Снова отправляю фак и блокирую номер.

Глава 6

Сегодня я побил свой рекорд, сто восемнадцать заказов и еще не вечер. Брать коротыши и правда выгодней, главное крутиться в максимально людных местах и успевать выхватывать короткие маршруты. Полчаса назад вез девчонок к фитнес клубу ровно два квартала. Потрясающая у них конечно логика, не пройти по улице семьсот метров, зато нагулять десятку на беговой дорожке.

Набираю Тимура, пока нахожусь в районе его дома. Сегодня я неплохо заработал, можно завезти ему часть долга. Паркую тачку напротив его подъезда. Спустя пять минут Тим вываливается во двор, морда заспанная, на башке черти что. Тянет мне руку, зевает.

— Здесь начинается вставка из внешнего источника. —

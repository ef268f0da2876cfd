//! Plain-text display pipeline.
//!
//! Raw message text goes through a fixed sequence of repairs and
//! conversions before shaping: legacy emoji repair, space preservation,
//! inline markup extraction and emoji span scanning. The output is a plain
//! string plus styling spans; the renderer applies the spans, this crate
//! never touches glyphs.

use std::ops::Range;

use serde::{Deserialize, Serialize};

use crate::emoji;
use crate::layout::TextStyle;

#[derive(Debug, Clone, PartialEq, Serialize, Deserialize)]
pub enum SpanKind {
    /// `^text^` markup: rendered at enlarged size.
    Big,
    /// `*text*` markup: rendered in the link color.
    Link,
    /// Emoji run to be substituted with glyph images of `size` pixels.
    Emoji { size: f32 },
}

/// Byte range into the processed display text.
#[derive(Debug, Clone, PartialEq, Serialize, Deserialize)]
pub struct TextSpan {
    pub range: Range<usize>,
    pub kind: SpanKind,
}

/// Process raw message text into display text and styling spans.
///
/// Double spaces become a space plus a non-breaking space so that runs of
/// spaces survive whitespace collapsing in the renderer while still
/// allowing the line breaker to wrap at the regular space.
pub fn build_display_text(raw: &str, style: &TextStyle) -> (String, Vec<TextSpan>) {
    let repaired = emoji::repair_legacy_encoding(raw);
    let preserved = repaired.replace("  ", " \u{00A0}").replace("\r\n", "\n");

    let (stage_one, big_spans, _) = strip_marker(&preserved, '^', SpanKind::Big);
    let (text, link_spans, removed) = strip_marker(&stage_one, '*', SpanKind::Link);

    let mut spans: Vec<TextSpan> = big_spans
        .into_iter()
        .map(|span| remap_span(span, &removed))
        .collect();
    spans.extend(link_spans);
    spans.extend(emoji::scan_emoji_spans(&text, style.emoji_size()));
    spans.sort_by_key(|span| span.range.start);

    (text, spans)
}

/// Strip paired single-character markers out of `input`, recording a span
/// over each non-empty enclosed run. Returns the stripped text, the spans
/// (ranges into the output), and the byte positions in `input` of every
/// removed marker. Unpaired and empty-pair markers stay literal.
fn strip_marker(
    input: &str,
    marker: char,
    kind: SpanKind,
) -> (String, Vec<TextSpan>, Vec<usize>) {
    let chars: Vec<(usize, char)> = input.char_indices().collect();
    let mut out = String::with_capacity(input.len());
    let mut spans = Vec::new();
    let mut removed = Vec::new();

    let mut k = 0;
    while k < chars.len() {
        let (pos, c) = chars[k];
        if c == marker
            && let Some(offset) = chars[k + 1..].iter().position(|&(_, c2)| c2 == marker)
        {
            let close = k + 1 + offset;
            if close > k + 1 {
                removed.push(pos);
                let span_start = out.len();
                for &(_, inner) in &chars[k + 1..close] {
                    out.push(inner);
                }
                spans.push(TextSpan {
                    range: span_start..out.len(),
                    kind: kind.clone(),
                });
                removed.push(chars[close].0);
                k = close + 1;
                continue;
            }
        }
        out.push(c);
        k += 1;
    }
    (out, spans, removed)
}

/// Shift a span recorded before a strip pass by the single-byte marker
/// removals that happened at or before its boundaries.
fn remap_span(span: TextSpan, removed: &[usize]) -> TextSpan {
    let shift = |pos: usize| pos - removed.iter().filter(|&&r| r < pos).count();
    TextSpan {
        range: shift(span.range.start)..shift(span.range.end),
        kind: span.kind,
    }
}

— Че не поднялся? — трет лицо ладонями, быстро моргает.

— Мимо проезжал, перекурю немного, дальше поеду, — отсчитываю десять тысяч, протягиваю ему.

— Мне не горит, Кир. Можешь позже отдать.

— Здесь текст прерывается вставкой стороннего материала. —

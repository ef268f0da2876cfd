//! Display-text templates.
//!
//! Plain English constants; a localization layer is outside this crate and
//! can replace the module wholesale. Service templates come in first-person
//! and third-person variants selected by whether the acting user is the
//! local user.

pub const ATTACH_PHOTO: &str = "Photo";
pub const ATTACH_VIDEO: &str = "Video";
pub const ATTACH_LOCATION: &str = "Location";
pub const ATTACH_CONTACT: &str = "Contact";
pub const ATTACH_DOCUMENT: &str = "Document";
pub const ATTACH_AUDIO: &str = "Audio";

/// Default display text; also used for media variants this client version
/// does not understand.
pub const UNSUPPORTED_MEDIA: &str =
    "This message is not supported by your version of the app. Please update to view it.";

pub fn you_created_group() -> String {
    "You created the group".into()
}

pub fn created_group(actor: &str) -> String {
    format!("{actor} created the group")
}

pub fn you_left_group() -> String {
    "You left the group".into()
}

pub fn left_group(actor: &str) -> String {
    format!("{actor} left the group")
}

pub fn you_kicked(target: &str) -> String {
    format!("You removed {target}")
}

pub fn kicked_you(actor: &str) -> String {
    format!("{actor} removed you")
}

pub fn kicked(actor: &str, target: &str) -> String {
    format!("{actor} removed {target}")
}

pub fn you_added(target: &str) -> String {
    format!("You added {target}")
}

pub fn added_you(actor: &str) -> String {
    format!("{actor} added you")
}

pub fn added(actor: &str, target: &str) -> String {
    format!("{actor} added {target}")
}

pub fn you_changed_photo() -> String {
    "You changed the group photo".into()
}

pub fn changed_photo(actor: &str) -> String {
    format!("{actor} changed the group photo")
}

pub fn you_removed_photo() -> String {
    "You removed the group photo".into()
}

pub fn removed_photo(actor: &str) -> String {
    format!("{actor} removed the group photo")
}

pub fn you_changed_title(title: &str) -> String {
    format!("You changed the group name to {title}")
}

pub fn changed_title(actor: &str, title: &str) -> String {
    format!("{actor} changed the group name to {title}")
}

/// Human label for a self-destruct interval. The closed set of presets gets
/// a spelled-out label; anything else falls back to the raw second count.
pub fn ttl_label(ttl: i32) -> String {
    match ttl {
        2 => "2 seconds".into(),
        5 => "5 seconds".into(),
        60 => "1 minute".into(),
        3600 => "1 hour".into(),
        86400 => "1 day".into(),
        604800 => "1 week".into(),
        other => format!("{other}"),
    }
}

pub fn you_set_ttl(interval: &str) -> String {
    format!("You set the self-destruct timer to {interval}")
}

pub fn set_ttl(actor: &str, interval: &str) -> String {
    format!("{actor} set the self-destruct timer to {interval}")
}

pub fn you_disabled_ttl() -> String {
    "You disabled the self-destruct timer".into()
}

pub fn disabled_ttl(actor: &str) -> String {
    format!("{actor} disabled the self-destruct timer")
}

pub fn unrecognized_login(name: &str, date: &str, device: &str, address: &str) -> String {
    format!(
        "{name}, we detected a login into your account from a new device on {date}. \
         Device: {device}. Location: {address}"
    )
}

pub fn contact_joined(actor: &str) -> String {
    format!("{actor} just joined the app")
}

pub fn contact_updated_photo(actor: &str) -> String {
    format!("{actor} updated their profile photo")
}

pub fn you_took_screenshot() -> String {
    "You took a screenshot!".into()
}

pub fn took_screenshot(actor: &str) -> String {
    format!("{actor} took a screenshot!")
}

#[cfg(test)]
mod tests {
    use super::*;

    #[test]
    fn test_ttl_labels() {
        assert_eq!(ttl_label(2), "2 seconds");
        assert_eq!(ttl_label(5), "5 seconds");
        assert_eq!(ttl_label(60), "1 minute");
        assert_eq!(ttl_label(3600), "1 hour");
        assert_eq!(ttl_label(86400), "1 day");
        assert_eq!(ttl_label(604800), "1 week");
        assert_eq!(ttl_label(45), "45");
    }
}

— Не… забирай. Если что, я еще обращусь.

Тим убирает бабки в карман.

— Батя как? — окончательно сморгнув дремоту, опирается локтем на капот тачки.

— Нормально, осваивается…

— Так вы насовсем туда?

— Угу, — киваю, кручу башкой по сторонам будто ищу кого-то. — Квартиру уже сдали. Потихой ремонт в доме делаем.

— У Олеськи, наверное, истерика.

— Уже нормально, первые пару дней, рыдала белугой. Но когда поняла, что в ее жизни почти ничего не изменится, успокоилась немного. На Чемпионат России скоро покатит со своими танцульками.

— А ты, что?

— А я, что? — вновь верчу головой, окидываю взглядом балконы. — А я буду на все это зарабатывать. Куда теперь деваться? Жаль ее, она у нас перспективная. Тренерша так говорит.

— А если я спонсора тебе найду? Ты вроде тоже перспективный, — улыбается Тим.

— Некогда мне теперь, сам же видишь, зашиваюсь.

— Херово, — протягивает Тимур поворачивая башку ко въезду во двор. — О! Подруга наша чешет! — улыбается идиотской улыбкой. — Она с тобой рассчиталась?

— Еще нет, — смотрю на девчонку, вышагивающую по тротуарной плитке как по красной дорожке.

Алика подмечает, что на нее пялится две пары глаз. Это становится заметно по тому, как выражение ее лица с уставшего и печального, меняется на надменное и заносчивое.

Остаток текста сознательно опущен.